One thing a lot of these books/articles/blog posts seem to have in common is pointing out the differences between the genders, and how to overcome them. This raised a lot of questions in my mind. Are these so-called differences really the reason for our troubles in the bedroom?
Being very inquisitive by nature, I started to have a lot of conversations with men and women about sex, relationships and human behavior in general.
I’ve met people from all kinds of social backgrounds and eventually, I came to an important conclusion. The main problem is not the differences between the genders but the lack of communicating all aspects of sexuality in a real kind of way, without sugarcoating everything.
Our society doesn’t really address the real issues, mainly because we’ve learned to become very good at using what is called “white lies” to cover up anything that could potentially hurt someone. I have a different take on this: what one has to say shouldn’t be the issue; it’s how you say it, that’s what matters.
I will give you a simple example to show how that could work:
A couple is getting ready to go to an event. The woman asks the man if he likes her outfit. Unfortunately, it’s not very flattering. Now, often that leads him to just say, “no, you look good,” and she doesn’t change her outfit. But why couldn’t he say it in a positive way if the outfit doesn’t look good at all? Let’s say the shape is awful and unflattering, but the color looks good on her. He could say something like this: “Honey, I love the color on you, it looks very good with your skin tone, but the design is not a good fit for you.”
That’s just a very general example of how we could handle “tricky” situations. Same goes for sex. If we avoid addressing desires we have, or sexual boredom, it just leads to bigger problems. Another thing often not addressed is the importance of sex in relationships. Society labeled it a taboo to even admit how important sex is in a relationship. One has to be friends above all. While that is important, it’s a fatal mistake to base your romantic relationship on that.
Let’s get to the key element, the one that is so often blamed for our miscommunication and problems with our sexuality: Are men and women really that different?
I don’t think that’s true at all. All the literature out there that has made such a big effort to close the so-called gap between the genders just made them drift apart even more. If anything, they reinforced the belief that we are incapable of understanding each other. No one is born with stereotypes in their head. Almost every aspect of male/female issues is rooted in our upbringing. That develops gradually, while you grow up. It was very important for me to break that down in my book, to show my reader that any differences we might have in our nature are related to our personalities, not our gender.
Another reason that motivated me to write this book were sexual taboos; and I realized something else: The role of sexuality in our lives is grossly misconstrued. In fact, most people have no idea what mind-blowing sex really is.
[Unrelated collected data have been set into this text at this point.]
//! Property-based checks for invariants that should hold for any task count
//! or argument payload, not just the handful of cases the other integration
//! tests exercise by hand.

use std::sync::atomic::{AtomicUsize, Ordering};
use std::sync::Arc;
use std::time::{Duration, Instant};

use proptest::prelude::*;

use tboard::{Board, FunctionDescriptor, TaskClass};

fn wait_until(mut cond: impl FnMut() -> bool, timeout: Duration) -> bool {
    let start = Instant::now();
    while start.elapsed() < timeout {
        if cond() {
            return true;
        }
        std::thread::sleep(Duration::from_millis(5));
    }
    cond()
}

proptest! {
    #![proptest_config(ProptestConfig::with_cases(12))]

    /// Whatever number of non-yielding tasks are submitted, the board's
    /// concurrent-task counter always returns to zero and the history
    /// table's completion count matches exactly (spec.md §3 quota
    /// invariant, §4.7 completions bookkeeping).
    #[test]
    fn task_count_and_history_agree_with_submission_count(n in 1usize..40) {
        let board = Board::create(2).unwrap();
        board.start();

        let completed = Arc::new(AtomicUsize::new(0));
        for _ in 0..n {
            let completed = completed.clone();
            let fd = FunctionDescriptor::new("proptest_counted", move || {
                completed.fetch_add(1, Ordering::SeqCst);
            });
            prop_assert!(board.task_create(TaskClass::Secondary, fd, None));
        }

        prop_assert!(wait_until(
            || completed.load(Ordering::SeqCst) == n,
            Duration::from_secs(5)
        ));
        prop_assert!(wait_until(|| board.task_count() == 0, Duration::from_secs(2)));

        let snapshot = board.history_snapshot();
        let record = snapshot.iter().find(|r| r.function == "proptest_counted");
        prop_assert!(record.is_some());
        prop_assert_eq!(record.unwrap().completions, n as u64);

        board.kill();
        board.destroy();
    }

    /// An arbitrary `i32` payload survives a yield-then-mutate round trip
    /// unchanged in shape: whatever value goes in via `args`, the same type
    /// comes back out, mutated exactly by the task body (spec.md §4.9).
    #[test]
    fn identity_plus_one_round_trips_through_a_yield(start in any::<i32>()) {
        let board = Board::create(1).unwrap();
        board.start();

        let result = Arc::new(std::sync::Mutex::new(None::<i32>));
        let result_for_task = result.clone();
        let fd = FunctionDescriptor::new("proptest_increment", move || {
            let v = tboard::task_get_args_mut::<i32>().unwrap();
            *v = v.wrapping_add(1);
            tboard::task_yield();
            *result_for_task.lock().unwrap() = Some(*v);
        });
        prop_assert!(board.task_create(TaskClass::Primary, fd, Some(Box::new(start))));

        prop_assert!(wait_until(|| result.lock().unwrap().is_some(), Duration::from_secs(2)));
        prop_assert_eq!(result.lock().unwrap().unwrap(), start.wrapping_add(1));

        board.kill();
        board.destroy();
    }
}
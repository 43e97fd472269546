//! The executor loop: dequeue, resume, classify the yield reason,
//! requeue/destroy/stash. The primary executor additionally steals from
//! secondary queues when its own is empty.

use std::time::Instant;

use crate::board::Board;
use crate::remote;
use crate::task::{Origin, Task, TaskResumeOutcome, TaskStatus, YieldReason};

/// Which ready queue this executor owns. Only the primary role ever steals.
#[derive(Debug, Clone, Copy, PartialEq, Eq)]
pub(crate) enum Role {
    Primary,
    Secondary(usize),
}

pub(crate) struct Executor {
    role: Role,
    board: std::sync::Arc<Board>,
    #[cfg(feature = "diagnostics")]
    steals: std::sync::atomic::AtomicU64,
}

impl Executor {
    pub fn new(role: Role, board: std::sync::Arc<Board>) -> Self {
        Executor {
            role,
            board,
            #[cfg(feature = "diagnostics")]
            steals: std::sync::atomic::AtomicU64::new(0),
        }
    }

    #[cfg(feature = "diagnostics")]
    pub fn steal_count(&self) -> u64 {
        self.steals.load(std::sync::atomic::Ordering::Relaxed)
    }

    /// Runs the dispatch loop until the board's shutdown flag is observed,
    /// checked once per iteration boundary.
    pub fn run(&self) {
        loop {
            // Drain any remote responses that arrived since the last pass,
            // before popping the next task to run.
            let board = &self.board;
            remote::drain_inbound(board.messages(), |task| board.requeue_on_origin(task));

            let Some(mut task) = self.next_task() else {
                if board.is_shutdown() {
                    return;
                }
                continue;
            };

            task.status = TaskStatus::Running;
            if task.history_key.is_none() {
                task.history_key = Some(board.history().key_for(task.function_name()));
            }
            let start = Instant::now();
            let outcome = task.resume();
            let elapsed = start.elapsed();
            task.cpu_time += elapsed;

            match outcome {
                TaskResumeOutcome::Completed => {
                    task.status = TaskStatus::Completed;
                    let key = task.history_key.clone();
                    if let Some(key) = &key {
                        board.history().record_completion(key, task.cpu_time, task.yields);
                    }
                    let parent = task.parent.take();
                    board.retire_task(&task);
                    if let Some(parent) = parent {
                        board.requeue_on_origin(parent);
                    }
                }
                TaskResumeOutcome::Yielded {
                    reason,
                    pending_child,
                    pending_envelope,
                } => {
                    task.yields += 1;
                    if let Some(key) = &task.history_key {
                        if task.yields == 1 {
                            board.history().record_execution_start(key);
                        }
                        board.history().record_yield(key);
                    }

                    match reason {
                        YieldReason::Plain => {
                            board.requeue_on_origin(task);
                        }
                        YieldReason::BlockingChild => {
                            let mut child = pending_child
                                .expect("blocking-child yield without a pending child task");
                            child.parent = Some(task);
                            board.enqueue_new(child);
                        }
                        YieldReason::RemoteNonBlocking => {
                            board.requeue_on_origin(task);
                        }
                        YieldReason::RemoteBlocking => {
                            let envelope = pending_envelope
                                .expect("remote-blocking yield without a pending envelope");
                            *envelope.parked.lock().unwrap() = Some(task);
                        }
                    }
                }
            }

            if board.is_shutdown() {
                return;
            }
        }
    }

    /// Pops from this executor's own queue, or -- for the primary, when its
    /// queue is empty -- steals from the fullest non-empty secondary.
    ///
    /// Per spec.md §4.3 step 1, "if still no task and not shutting down,
    /// wait on the condition variable; on wake, retry" means retrying the
    /// *whole* step -- own queue, then steal -- not just re-checking the
    /// primary's own queue. A secondary-only push only wakes the primary's
    /// condvar (`wake_primary_on_secondary_push`); if the primary's wait
    /// only ever re-polled its own queue, it would sleep through that wake
    /// and never notice the secondary backlog it was woken to steal from.
    /// So the primary loops the own-queue/steal pair itself, waiting one
    /// poll interval between attempts, instead of delegating to
    /// `pop_head_blocking`, which only retries a single queue.
    fn next_task(&self) -> Option<Box<Task>> {
        let board = &self.board;
        match self.role {
            Role::Primary => loop {
                if let Some(task) = board.primary_queue().pop_head() {
                    return Some(task);
                }
                if let Some(task) = self.try_steal() {
                    return Some(task);
                }
                if board.is_shutdown() {
                    return None;
                }
                board.primary_queue().wait_for_signal(board.shutdown_flag());
            },
            Role::Secondary(idx) => board
                .secondary_queue(idx)
                .pop_head_blocking(board.shutdown_flag()),
        }
    }

    /// Primary-only: locks every secondary queue in ascending index order,
    /// picks the fullest non-empty one, and steals its head task. The
    /// task's `Origin` is left pointing at that secondary queue, so it is
    /// returned there on its next yield rather than migrating permanently.
    fn try_steal(&self) -> Option<Box<Task>> {
        let board = &self.board;
        let n = board.secondary_count();
        let mut guards: Vec<_> = (0..n).map(|i| board.secondary_queue(i).lock_raw()).collect();

        let fullest = guards
            .iter()
            .enumerate()
            .filter(|(_, q)| !q.is_empty())
            .max_by_key(|(_, q)| q.len())
            .map(|(idx, _)| idx);

        let Some(idx) = fullest else {
            return None;
        };
        let task = guards[idx].pop_front();
        drop(guards);

        #[cfg(feature = "diagnostics")]
        if task.is_some() {
            self.steals.fetch_add(1, std::sync::atomic::Ordering::Relaxed);
        }

        debug_assert!(matches!(
            task.as_ref().map(|t| t.origin),
            None | Some(Origin::Secondary(_))
        ));
        task
    }
}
In my research, I came across a lot of interesting, juicy stories about sexual encounters, and I used them to give my readers a very clear picture of mind-blowing sex. What is difference between “normal” sex and mind-blowing sex?
I’m gonna sum this up with a quote from my book:
When people have “normal” sex, they’re in their own world during the act; when people have mind-blowing sex it’s about merging these two worlds into one.
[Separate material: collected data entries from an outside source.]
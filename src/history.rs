//! Execution-history table: a thread-safe running-stat map keyed by function
//! name, updated on every task resumption/yield/completion.
//!
//! A task caches the interned key (`Arc<str>`) for its history entry rather
//! than looking it up by name on every yield, and all entries live behind
//! one table-wide `Mutex` rather than a lock per entry, since the table is
//! touched rarely enough (once per yield, not once per instruction) that a
//! single lock is not a bottleneck.

use std::collections::HashMap;
use std::fmt;
use std::io::Write;
use std::sync::Mutex;
use std::time::Duration;

#[derive(Debug, Clone, Default)]
struct HistoryStats {
    executions_started: u64,
    completions: u64,
    cumulative_yields: u64,
    mean_cpu_time: Duration,
    mean_yields: f64,
}

/// A snapshot of one function's history, safe to hold without the table
/// lock.
#[derive(Debug, Clone, PartialEq)]
pub struct HistoryRecord {
    pub function: String,
    pub completions: u64,
    pub executions: u64,
    pub total_yields: u64,
    pub mean_cpu_time: Duration,
    pub mean_yields: f64,
}

impl fmt::Display for HistoryRecord {
    /// One ASCII line, whitespace-separated:
    /// `function completions executions total_yields mean_cpu_us mean_yields`.
    fn fmt(&self, f: &mut fmt::Formatter<'_>) -> fmt::Result {
        write!(
            f,
            "{} {} {} {} {} {:.3}",
            self.function,
            self.completions,
            self.executions,
            self.total_yields,
            self.mean_cpu_time.as_micros(),
            self.mean_yields
        )
    }
}

pub(crate) struct HistoryTable {
    inner: Mutex<HashMap<std::sync::Arc<str>, HistoryStats>>,
}

impl HistoryTable {
    pub fn new() -> Self {
        HistoryTable {
            inner: Mutex::new(HashMap::new()),
        }
    }

    /// Looks up (or lazily creates) the interned key for `name`. Intended to
    /// be called once per task and the result cached on the `Task`, so a
    /// yield never has to hash the function name again.
    pub fn key_for(&self, name: &str) -> std::sync::Arc<str> {
        let mut guard = self.inner.lock().unwrap();
        if let Some((key, _)) = guard.get_key_value(name) {
            return key.clone();
        }
        let key: std::sync::Arc<str> = std::sync::Arc::from(name);
        guard.insert(key.clone(), HistoryStats::default());
        key
    }

    /// Records that `key`'s task has yielded for the first time in its
    /// lifetime; executions counts task lifetimes, not yields, so this
    /// increments at most once per task.
    pub fn record_execution_start(&self, key: &std::sync::Arc<str>) {
        let mut guard = self.inner.lock().unwrap();
        if let Some(stats) = guard.get_mut(key) {
            stats.executions_started += 1;
        }
    }

    /// Records one yield.
    pub fn record_yield(&self, key: &std::sync::Arc<str>) {
        let mut guard = self.inner.lock().unwrap();
        if let Some(stats) = guard.get_mut(key) {
            stats.cumulative_yields += 1;
        }
    }

    /// Records a completion: Welford-style running-average update of mean
    /// CPU time and mean yield count, plus a completions increment.
    pub fn record_completion(&self, key: &std::sync::Arc<str>, cpu_time: Duration, yields: u64) {
        let mut guard = self.inner.lock().unwrap();
        if let Some(stats) = guard.get_mut(key) {
            stats.completions += 1;
            let n = stats.completions as f64;
            let cpu_delta = cpu_time.as_secs_f64() - stats.mean_cpu_time.as_secs_f64();
            let new_mean_cpu = stats.mean_cpu_time.as_secs_f64() + cpu_delta / n;
            stats.mean_cpu_time = Duration::from_secs_f64(new_mean_cpu.max(0.0));

            let yields_delta = yields as f64 - stats.mean_yields;
            stats.mean_yields += yields_delta / n;
        }
    }

    pub fn snapshot(&self) -> Vec<HistoryRecord> {
        let guard = self.inner.lock().unwrap();
        let mut records: Vec<HistoryRecord> = guard
            .iter()
            .map(|(name, stats)| HistoryRecord {
                function: name.to_string(),
                completions: stats.completions,
                executions: stats.executions_started,
                total_yields: stats.cumulative_yields,
                mean_cpu_time: stats.mean_cpu_time,
                mean_yields: stats.mean_yields,
            })
            .collect();
        records.sort_by(|a, b| a.function.cmp(&b.function));
        records
    }

    /// Emits one line per record, in the `Display` format above.
    pub fn print_records(&self, mut sink: impl Write) -> std::io::Result<()> {
        for record in self.snapshot() {
            writeln!(sink, "{record}")?;
        }
        Ok(())
    }
}
//! Ready queues: one FIFO of runnable tasks per executor, each guarded by
//! its own mutex and condition variable.

use std::collections::VecDeque;
use std::sync::atomic::{AtomicBool, Ordering};
use std::sync::{Condvar, Mutex, MutexGuard};
use std::time::Duration;

use crate::task::Task;

/// How long a blocked `pop_head_blocking`/`wait_for_signal` call waits
/// between rechecking the shutdown flag. Rust has no safe equivalent of
/// cancelling a blocked thread outright, so cancellation here is cooperative
/// polling instead of an async signal; see `Board::kill`. Also the interval
/// at which the primary executor's retry loop re-attempts a steal while its
/// own queue is empty (see `Executor::next_task`).
pub(crate) const SHUTDOWN_POLL_INTERVAL: Duration = Duration::from_millis(25);

#[derive(Default)]
pub(crate) struct ReadyQueue {
    inner: Mutex<VecDeque<Box<Task>>>,
    not_empty: Condvar,
}

impl ReadyQueue {
    pub fn new() -> Self {
        ReadyQueue {
            inner: Mutex::new(VecDeque::new()),
            not_empty: Condvar::new(),
        }
    }

    pub fn push_tail(&self, task: Box<Task>) {
        self.inner.lock().unwrap().push_back(task);
        self.not_empty.notify_one();
    }

    pub fn push_head(&self, task: Box<Task>) {
        self.inner.lock().unwrap().push_front(task);
        self.not_empty.notify_one();
    }

    pub fn pop_head(&self) -> Option<Box<Task>> {
        self.inner.lock().unwrap().pop_front()
    }

    pub fn len(&self) -> usize {
        self.inner.lock().unwrap().len()
    }

    pub fn is_empty(&self) -> bool {
        self.len() == 0
    }

    /// Blocks until a task is available or `shutdown` is observed set.
    /// Rechecked on a short poll interval rather than woken precisely,
    /// since `notify_all` on shutdown races harmlessly with this loop.
    pub fn pop_head_blocking(&self, shutdown: &AtomicBool) -> Option<Box<Task>> {
        let mut guard = self.inner.lock().unwrap();
        loop {
            if let Some(task) = guard.pop_front() {
                return Some(task);
            }
            if shutdown.load(Ordering::Acquire) {
                return None;
            }
            let (g, _) = self
                .not_empty
                .wait_timeout(guard, SHUTDOWN_POLL_INTERVAL)
                .unwrap();
            guard = g;
        }
    }

    /// Waits at most one poll interval for a push or the shutdown flag,
    /// without popping anything itself. Used by the primary executor, which
    /// needs to retry its own *and* the secondaries' queues (via steal) on
    /// every wake rather than only this queue, so it cannot delegate the
    /// whole wait-and-pop sequence to `pop_head_blocking`.
    pub fn wait_for_signal(&self, shutdown: &AtomicBool) {
        let guard = self.inner.lock().unwrap();
        if !guard.is_empty() || shutdown.load(Ordering::Acquire) {
            return;
        }
        let _ = self.not_empty.wait_timeout(guard, SHUTDOWN_POLL_INTERVAL).unwrap();
    }

    pub fn notify_one(&self) {
        self.not_empty.notify_one();
    }

    pub fn notify_all(&self) {
        self.not_empty.notify_all();
    }

    /// Locks the underlying deque for inspection during primary-steal.
    /// Callers must acquire these in ascending queue-index order to avoid
    /// deadlock when multiple secondaries are inspected at once.
    pub(crate) fn lock_raw(&self) -> MutexGuard<'_, VecDeque<Box<Task>>> {
        self.inner.lock().unwrap()
    }
}
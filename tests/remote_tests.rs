//! Remote-task rendezvous, driven end to end through a real adapter thread
//! (spec.md §8 scenario 4).

use std::sync::{Arc, Mutex};
use std::time::{Duration, Instant};

use tboard::{Board, EchoAdapter, FunctionDescriptor, TaskClass};

fn wait_until(mut cond: impl FnMut() -> bool, timeout: Duration) -> bool {
    let start = Instant::now();
    while start.elapsed() < timeout {
        if cond() {
            return true;
        }
        std::thread::sleep(Duration::from_millis(5));
    }
    cond()
}

#[test]
fn blocking_remote_request_is_answered_by_the_echo_adapter() {
    let board = Board::create(1).unwrap();
    board.start();

    let outbound = board.outbound_receiver();
    let inbound = board.inbound_sender();
    let adapter_thread =
        std::thread::spawn(move || tboard::remote::run_adapter(outbound, inbound, EchoAdapter));

    let result: Arc<Mutex<Option<Vec<u8>>>> = Arc::new(Mutex::new(None));
    let result_for_task = result.clone();
    let board_for_task = board.clone();
    let fd = FunctionDescriptor::new("blocking_remote_caller", move || {
        let response = board_for_task.remote_task_create("ping", true).unwrap();
        *result_for_task.lock().unwrap() = Some(response.get());
    });
    assert!(board.task_create(TaskClass::Primary, fd, None));

    assert!(wait_until(|| result.lock().unwrap().is_some(), Duration::from_secs(2)));
    assert_eq!(result.lock().unwrap().as_deref(), Some(b"ping".as_slice()));

    board.kill();
    board.destroy();
    let _ = adapter_thread.join();
}

#[test]
fn non_blocking_remote_request_lets_the_caller_continue_and_poll_later() {
    let board = Board::create(1).unwrap();
    board.start();

    let outbound = board.outbound_receiver();
    let inbound = board.inbound_sender();
    let adapter_thread =
        std::thread::spawn(move || tboard::remote::run_adapter(outbound, inbound, EchoAdapter));

    let handle: Arc<Mutex<Option<tboard::RemoteResponse>>> = Arc::new(Mutex::new(None));
    let handle_for_task = handle.clone();
    let continued = Arc::new(std::sync::atomic::AtomicBool::new(false));
    let continued_for_task = continued.clone();
    let board_for_task = board.clone();
    let fd = FunctionDescriptor::new("non_blocking_remote_caller", move || {
        let response = board_for_task.remote_task_create("pong", false).unwrap();
        *handle_for_task.lock().unwrap() = Some(response);
        continued_for_task.store(true, std::sync::atomic::Ordering::SeqCst);
    });
    assert!(board.task_create(TaskClass::Primary, fd, None));

    assert!(wait_until(
        || continued.load(std::sync::atomic::Ordering::SeqCst),
        Duration::from_secs(2)
    ));

    let response = handle.lock().unwrap().clone().unwrap();
    assert!(wait_until(|| response.try_get().is_some(), Duration::from_secs(2)));
    assert_eq!(response.try_get().as_deref(), Some(b"pong".as_slice()));

    board.kill();
    board.destroy();
    let _ = adapter_thread.join();
}
use crate::pipeline::Sample;

/// Running average over the first `target` samples after start.
pub struct Calibration {
    sum: u32,
    count: u16,
    target: u16,
}

impl Calibration {
    pub fn new(target: u16) -> Self {
        Calibration {
            sum: 0,
            count: 0,
            target: target.max(1),
        }
    }

    /// Returns the baseline once the target count is reached.
    pub fn feed(&mut self, sample: Sample) -> Option<Sample> {
        if self.count >= self.target {
            return None;
        }
        self.sum += sample as u32;
        self.count += 1;
        if self.count < self.target {
            return None;
        }
        Some((self.sum / self.target as u32) as Sample)
    }

    pub fn count(&self) -> u16 {
        self.count
    }
}

#[cfg(test)]
mod tests {
    use super::*;

    #[test]
    fn identical_values_give_same_baseline() {
        let mut calibration = Calibration::new(32);
        for _ in 0..31 {
            assert_eq!(calibration.feed(0x8000), None);
        }
        assert_eq!(calibration.feed(0x8000), Some(0x8000));
    }

    #[test]
    fn baseline_is_truncated_mean() {
        let mut calibration = Calibration::new(4);
        assert_eq!(calibration.feed(10), None);
        assert_eq!(calibration.feed(11), None);
        assert_eq!(calibration.feed(11), None);
        assert_eq!(calibration.feed(11), Some(10));
    }

    #[test]
    fn full_scale_samples_do_not_overflow() {
        let mut calibration = Calibration::new(32);
        let mut baseline = None;
        for _ in 0..32 {
            baseline = calibration.feed(u16::MAX);
        }
        assert_eq!(baseline, Some(u16::MAX));
    }

    #[test]
    fn completed_episode_ignores_further_samples() {
        let mut calibration = Calibration::new(2);
        calibration.feed(1);
        assert_eq!(calibration.feed(3), Some(2));
        assert_eq!(calibration.feed(100), None);
        assert_eq!(calibration.count(), 2);
    }
}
How do you do that? All of that is explained in my book in great detail.
One of my friends called it “the encyclopedia of sex,” after reading it. It was my vision to write a book that serves as a true eye-opener in every aspect regarding sex, a book that doesn’t shy away from any topic. I wanted it to suit any kind of scenario – from relationships to one-night-stands. It was my greatest desire to liberate and empower my readers, to give them straightforward insights in ways never done before.